I received the below from Gary Huff, President of “The Paddle Creek Golf Club” who lives in Fishers. IN. This might have appeared some time earlier in the Viking Chronicles but if so, it is well worth repeating. Gary begins below.
“I was doing some genealogy research and ran across this article. I thought it might be interesting for the Viking Chronicles. Enjoy.”
Wayne County News
October 27, 1927
HOW TUG FORK OF SANDY WAS NAMED, IS TOLD
Few people know the interesting story connected with the Tug Fork of Big Sandy River, which borders Wayne County for half the entire length of the county’s western boundary, says The Big Sandy News.

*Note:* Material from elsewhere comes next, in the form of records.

#[cfg(test)]
mod tests {
    use super::*;
    use crate::backend::testing::{DisplayRequest, FakeDisplay};
    use crate::channel::channel;

    fn host() -> (
        BufferManagerHost<FakeDisplay>,
        crate::channel::ClientEndpoint,
        crate::backend::testing::DisplayLog,
    ) {
        let (host_end, client_end) = channel(1);
        let (display, log) = FakeDisplay::new();
        let host = BufferManagerHost::new(host_end, display, &CoreConfig::default());
        (host, client_end, log)
    }

    fn solid_create(raw: u32) -> Command {
        Command::CreateSolidColorBuffer {
            color: Color::BLACK,
            size: Size::new(1, 1),
            buffer_id: BufferId::new(raw),
        }
    }

    #[test]
    fn test_register_widget_is_idempotent() {
        let (mut host, _client, _log) = host();
        let widget = WidgetId::new(1);
        let root = host.register_widget(widget);
        assert_eq!(host.register_widget(widget), root);
    }

    #[test]
    fn test_zero_buffer_id_terminates_channel() {
        let (mut host, client, _log) = host();
        client.submit(solid_create(0)).unwrap();
        host.pump();
        assert!(host.channel().is_terminated());
        assert_eq!(
            host.channel().termination_reason().as_deref(),
            Some("buffer id 0 is reserved")
        );
    }

    #[test]
    fn test_duplicate_buffer_id_terminates_channel() {
        let (mut host, client, _log) = host();
        client.submit(solid_create(1)).unwrap();
        client.submit(solid_create(1)).unwrap();
        host.pump();
        assert!(host.channel().is_terminated());
        let reason = host.channel().termination_reason().unwrap();
        assert!(reason.contains("buffer#1"), "reason: {}", reason);
    }

    #[test]
    fn test_destroy_unknown_buffer_terminates_channel() {
        let (mut host, client, _log) = host();
        client
            .submit(Command::DestroyBuffer {
                buffer_id: BufferId::new(42),
            })
            .unwrap();
        host.pump();
        assert!(host.channel().is_terminated());
    }

    #[test]
    fn test_commit_to_unknown_widget_terminates_channel() {
        let (mut host, client, _log) = host();
        client.submit(solid_create(1)).unwrap();
        client
            .submit(Command::CommitBuffer {
                widget: WidgetId::new(9),
                buffer_id: BufferId::new(1),
                commit_id: 1,
                bounds: Rect::new(0.0, 0.0, 10.0, 10.0),
                corner_clip: None,
                scale: 1.0,
                damage: RectInt::new(0, 0, 10, 10),
            })
            .unwrap();
        host.pump();
        assert!(host.channel().is_terminated());
        let reason = host.channel().termination_reason().unwrap();
        assert!(reason.contains("widget#9"), "reason: {}", reason);
    }

    #[test]
    fn test_nan_bounds_terminate_channel() {
        let (mut host, client, _log) = host();
        let widget = WidgetId::new(1);
        host.register_widget(widget);
        client.submit(solid_create(1)).unwrap();
        client
            .submit(Command::CommitBuffer {
                widget,
                buffer_id: BufferId::new(1),
                commit_id: 1,
                bounds: Rect::new(f32::NAN, 0.0, 10.0, 10.0),
                corner_clip: None,
                scale: 1.0,
                damage: RectInt::new(0, 0, 10, 10),
            })
            .unwrap();
        host.pump();
        assert!(host.channel().is_terminated());
    }

    #[test]
    fn test_violation_resets_generation_state() {
        let (mut host, client, log) = host();
        client.submit(solid_create(1)).unwrap();
        client.submit(solid_create(0)).unwrap();
        host.pump();

        // Buffer 1 was created then torn down by the reset.
        let requests = log.take();
        assert!(requests.contains(&DisplayRequest::ImportBuffer(BufferId::new(1))));
        assert!(requests.contains(&DisplayRequest::DestroyBuffer(BufferId::new(1))));
    }
}
//! Default configuration values for Vesper core.
//!
//! These functions back `serde`'s `default` attributes in the configuration
//! structures, providing sensible values when a field is absent from the
//! configuration file.

use super::types::{LoggingConfig, PresentationConfig};
use std::path::PathBuf;

pub(super) fn default_logging_config() -> LoggingConfig {
    LoggingConfig {
        level: default_log_level(),
        file_path: default_log_file_path(),
        format: default_log_format(),
    }
}

pub(super) fn default_log_level() -> String {
    "info".to_string()
}

pub(super) fn default_log_file_path() -> Option<PathBuf> {
    None
}

pub(super) fn default_log_format() -> String {
    "text".to_string()
}

pub(super) fn default_presentation_config() -> PresentationConfig {
    PresentationConfig {
        max_in_flight: default_max_in_flight(),
        eviction_batch: default_eviction_batch(),
    }
}

pub(super) fn default_max_in_flight() -> usize {
    20
}

pub(super) fn default_eviction_batch() -> usize {
    4
}
//! Configuration management for Vesper core.
//!
//! Configuration is structured as serde-deserializable TOML with defaults
//! applied field by field, so a missing file or a partial file both produce
//! a usable [`CoreConfig`]. Loading and validation go through
//! [`ConfigLoader`]; the schema lives in [`types`], the fallback values in
//! [`defaults`].

pub mod defaults;
pub mod loader;
pub mod types;

pub use loader::ConfigLoader;
pub use types::{CoreConfig, LoggingConfig, PresentationConfig};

There are a few persons now living who have seen the gas burning on the waters of Tug as it came out of the bowels of the earth and up through the bed of the river near Kermit. The blaze was extinguished many years ago after it had burned for no one knows how long. But, few are the people, very few, who know that this “burning spring” played a prominent part in naming of the river which now separates the states of West Virginia and Kentucky.

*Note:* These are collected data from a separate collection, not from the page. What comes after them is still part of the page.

//! Configuration data structures for Vesper core.
//!
//! These structs are populated by deserializing a TOML configuration file.
//! Fields not present in the source fall back to values from
//! [`super::defaults`], and unknown fields are rejected via
//! `#[serde(deny_unknown_fields)]`.

use super::defaults;
use serde::Deserialize;
use std::path::PathBuf;

/// Configuration settings for the logging subsystem.
///
/// ```
/// use vesper_core::config::LoggingConfig;
///
/// let config: LoggingConfig = toml::from_str(
///     r#"
///     level = "debug"
///     format = "json"
///     "#,
/// )
/// .unwrap();
/// assert_eq!(config.level, "debug");
/// assert_eq!(config.file_path, None);
/// ```
#[derive(Debug, Clone, Deserialize)]
#[serde(deny_unknown_fields)]
pub struct LoggingConfig {
    /// The minimum log level to record.
    /// Valid values (case-insensitive): "trace", "debug", "info", "warn", "error".
    #[serde(default = "defaults::default_log_level")]
    pub level: String,
    /// Optional path to a file where logs should be written.
    /// If `None`, file logging is disabled.
    #[serde(default = "defaults::default_log_file_path")]
    pub file_path: Option<PathBuf>,
    /// The format for log messages written to a file: "text" or "json".
    #[serde(default = "defaults::default_log_format")]
    pub format: String,
}

impl Default for LoggingConfig {
    fn default() -> Self {
        defaults::default_logging_config()
    }
}

/// Policy knobs for the per-surface presentation bookkeeping queue.
///
/// The queue is a bounded FIFO of in-flight submission/presentation records;
/// when it overflows, the oldest records are force-failed and evicted in
/// batches. Only the shape of that policy is fixed — the bounds are tuned
/// here.
#[derive(Debug, Clone, Copy, Deserialize)]
#[serde(deny_unknown_fields)]
pub struct PresentationConfig {
    /// Maximum number of in-flight records per surface.
    #[serde(default = "defaults::default_max_in_flight")]
    pub max_in_flight: usize,
    /// How many of the oldest records are evicted when the queue overflows.
    #[serde(default = "defaults::default_eviction_batch")]
    pub eviction_batch: usize,
}

impl Default for PresentationConfig {
    fn default() -> Self {
        defaults::default_presentation_config()
    }
}

/// Root configuration structure for the Vesper core system.
#[derive(Debug, Clone, Default, Deserialize)]
#[serde(deny_unknown_fields)]
pub struct CoreConfig {
    #[serde(default)]
    pub logging: LoggingConfig,
    #[serde(default)]
    pub presentation: PresentationConfig,
}

impl CoreConfig {
    /// Validates the configuration after parsing.
    ///
    /// Invalid values are rejected rather than silently normalized, so a
    /// typo in a config file fails loudly at startup instead of producing a
    /// half-working runtime.
    pub fn validate(&self) -> Result<(), crate::error::ConfigError> {
        use crate::error::ConfigError;

        let level = self.logging.level.to_lowercase();
        if !["trace", "debug", "info", "warn", "error"].contains(&level.as_str()) {
            return Err(ConfigError::ValidationError(format!(
                "unknown log level '{}'",
                self.logging.level
            )));
        }
        let format = self.logging.format.to_lowercase();
        if !["text", "json"].contains(&format.as_str()) {
            return Err(ConfigError::ValidationError(format!(
                "unknown log format '{}'",
                self.logging.format
            )));
        }
        if self.presentation.max_in_flight < 2 {
            return Err(ConfigError::ValidationError(format!(
                "presentation.max_in_flight must be at least 2, got {}",
                self.presentation.max_in_flight
            )));
        }
        if self.presentation.eviction_batch == 0
            || self.presentation.eviction_batch > self.presentation.max_in_flight
        {
            return Err(ConfigError::ValidationError(format!(
                "presentation.eviction_batch must be in 1..={}, got {}",
                self.presentation.max_in_flight, self.presentation.eviction_batch
            )));
        }
        Ok(())
    }
}
//! Color representation for solid-color buffer contents.

use serde::{Deserialize, Serialize};

/// An RGBA color with floating-point channels in the `[0.0, 1.0]` range.
///
/// Channel values are not clamped on construction; callers that accept
/// untrusted values should use [`Color::is_normalized`].
#[derive(Debug, Clone, Copy, PartialEq, Default, Serialize, Deserialize)]
pub struct Color {
    pub r: f32,
    pub g: f32,
    pub b: f32,
    pub a: f32,
}

impl Color {
    pub const TRANSPARENT: Color = Color::new(0.0, 0.0, 0.0, 0.0);
    pub const BLACK: Color = Color::new(0.0, 0.0, 0.0, 1.0);
    pub const WHITE: Color = Color::new(1.0, 1.0, 1.0, 1.0);

    pub const fn new(r: f32, g: f32, b: f32, a: f32) -> Self {
        Color { r, g, b, a }
    }

    /// Builds a color from 8-bit channel values.
    pub fn from_rgba8(r: u8, g: u8, b: u8, a: u8) -> Self {
        Color {
            r: f32::from(r) / 255.0,
            g: f32::from(g) / 255.0,
            b: f32::from(b) / 255.0,
            a: f32::from(a) / 255.0,
        }
    }

    pub fn is_opaque(&self) -> bool {
        self.a >= 1.0
    }

    /// True when every channel is finite and within `[0.0, 1.0]`.
    pub fn is_normalized(&self) -> bool {
        [self.r, self.g, self.b, self.a]
            .iter()
            .all(|c| c.is_finite() && (0.0..=1.0).contains(c))
    }
}

#[cfg(test)]
mod tests {
    use super::*;

    #[test]
    fn test_from_rgba8() {
        let c = Color::from_rgba8(255, 0, 127, 255);
        assert_eq!(c.r, 1.0);
        assert_eq!(c.g, 0.0);
        assert!((c.b - 127.0 / 255.0).abs() < f32::EPSILON);
        assert!(c.is_opaque());
    }

    #[test]
    fn test_normalized() {
        assert!(Color::WHITE.is_normalized());
        assert!(!Color::new(1.5, 0.0, 0.0, 1.0).is_normalized());
        assert!(!Color::new(f32::NAN, 0.0, 0.0, 1.0).is_normalized());
    }
}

Few have heard of the little band of soldiers sent out in the fall of 1757 to establish a fort at the mouth of the “Great Sandy,” how they camped one night at these “burning springs,” killed two buffaloes and hung their skins on a beech tree near the blazes from the water; how they were overtaken two days later by a messenger as they were within a few miles of their destination and ordered to return to Virginia; how they killed their pack horses in the middle of winter and ate them after their provisions had become exhausted and the proximity of Indians prevented their firing a gun or kindling a fire; how many of them perished from cold and hunger, and how, when they retraced their steps to return to Fort Dinwiddle, 300 miles away, and arriving again at the “burning springs,” the officers took down from the beech tree the two buffalo skins, now warmed by the gas flames, and cutting them into tugs gave each soldier a tug to last him as food until they arrived home. All this is condensed into the name of the north fork of Big Sandy–and perhaps more. Yet, it has all but been forgotten. A leatherbound book dimmed and faded by age, found in a group of discarded possessions, is perhaps all that has preserved this interesting history for the future generations which will inhabit the valley and flourish.